Every one of the asshole parents who crossed that fence shold have been arrested and charged with felony trespassing and endangering minors. A few thousand dollars in fines or a weekend in jail might get their attention. Fucking idiots. I’d also say the construction company should be allowed to TASER each and every one of them right in the gonads, but for some reason that is apparently frowned upon.
The construction company has to accept responsibility here too. If a job isn’t complete, as I mentioned above, they must see to it that the site is secure. If they’re just using that cheap mesh to fence the location, they absolutely have to keep an eye on it and ensure it remains up and secure by either having someone checking in every few hours or by stationing security there 24/7 – whatever it takes. Anything less opens them up to a world of negligence litigation, and nobody wants that.

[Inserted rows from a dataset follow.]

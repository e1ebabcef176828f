//! Requeue service
//!
//! Sends submissions that still lack a result back to the judge, either one
//! at a time on behalf of their owner or all at once.

use std::collections::{BTreeSet, HashMap};

use serde::Serialize;

use crate::{
    db::Store,
    error::{AppError, AppResult},
    models::{JudgePayload, TestCase},
    services::dispatcher::{DispatchOutcome, Dispatcher},
};

/// Result of a successful sweep
#[derive(Debug, Clone, Copy, Default, PartialEq, Eq, Serialize)]
#[serde(rename_all = "camelCase")]
pub struct SweepReport {
    /// Submissions found without a result
    pub unjudged: usize,
    pub dispatched: usize,
    pub skipped_no_test_cases: usize,
    /// Distinct problems the unjudged submissions belong to
    pub problems: usize,
}

/// Requeue service
pub struct RequeueService;

impl RequeueService {
    /// Dispatch every unjudged submission against its problem's current
    /// test cases.
    ///
    /// Stops at the first queue failure and returns it; submissions
    /// dispatched before that stay queued.
    pub async fn sweep(store: &dyn Store, dispatcher: &Dispatcher) -> AppResult<SweepReport> {
        let mut tx = store.begin().await?;

        let unjudged = tx.list_unjudged_submissions().await?;
        let problem_ids: Vec<i32> = unjudged
            .iter()
            .map(|s| s.problem_id)
            .collect::<BTreeSet<_>>()
            .into_iter()
            .collect();

        let test_cases = if problem_ids.is_empty() {
            Vec::new()
        } else {
            tx.list_test_cases_for(&problem_ids).await?
        };

        tx.commit().await?;

        let mut by_problem: HashMap<i32, Vec<TestCase>> = HashMap::new();
        for tc in test_cases {
            by_problem.entry(tc.problem_id).or_default().push(tc);
        }

        let mut report = SweepReport {
            unjudged: unjudged.len(),
            problems: problem_ids.len(),
            ..Default::default()
        };

        tracing::info!(
            unjudged = report.unjudged,
            problems = report.problems,
            "Sweeping unjudged submissions"
        );

        for submission in &unjudged {
            let cases = by_problem
                .get(&submission.problem_id)
                .map(Vec::as_slice)
                .unwrap_or_default();
            let payload = JudgePayload::build(submission, cases);

            match dispatcher.dispatch(&payload).await {
                Ok(DispatchOutcome::Queued) => report.dispatched += 1,
                Ok(DispatchOutcome::SkippedNoTestCases) => report.skipped_no_test_cases += 1,
                Err(e) => {
                    tracing::error!(
                        submission_id = submission.id,
                        dispatched = report.dispatched,
                        remaining = report.unjudged - report.dispatched - report.skipped_no_test_cases,
                        error = %e,
                        "Sweep aborted"
                    );
                    return Err(e);
                }
            }
        }

        tracing::info!(
            dispatched = report.dispatched,
            skipped = report.skipped_no_test_cases,
            "Sweep finished"
        );

        Ok(report)
    }

    /// Dispatch one submission again on behalf of its owner
    pub async fn restart(
        store: &dyn Store,
        dispatcher: &Dispatcher,
        submission_id: i32,
        user_id: i32,
    ) -> AppResult<DispatchOutcome> {
        let mut tx = store.begin().await?;

        let submission = tx
            .find_submission(submission_id)
            .await?
            .ok_or_else(|| AppError::NotFound("Submission not found".to_string()))?;

        if !submission.is_owned_by(user_id) {
            return Err(AppError::Unauthorized);
        }

        let test_cases = tx.list_test_cases(submission.problem_id).await?;
        tx.commit().await?;

        tracing::info!(submission_id, user_id, "Restarting submission");

        let payload = JudgePayload::build(&submission, &test_cases);
        dispatcher.dispatch(&payload).await
    }
}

As to the comments about the time and cost, well, those things don’t seem all that out of line, from a commerical construction perspective, particularly when it sounds like most of this new playground is made of one-off custom designed materials. Demolishing the old playground and doing the rough grade for the landscaping to start the projct probably took weeks, using heavy equipment that costs hundreds of dollars a day (or possibly thousands) to operate. It could easily be 2 or 3 months of just pushing dirt around before the site is even ready to have anything built on it. Fabricating the parts as custom items is also a huge expense. And then putting it all together always takes longer than it seems like it should – with a project like this, you are learning as you go, with some things fitting together just the way they should and other things simply not. And then there’s the weather, making it impossible to dig or build for days at a time. Add in all the design costs, engineering consults, labour costs, and so forth, and you get to $1.2 million and more than a year in a hurry. I would say the price tag and timeline sound pretty bang on to me.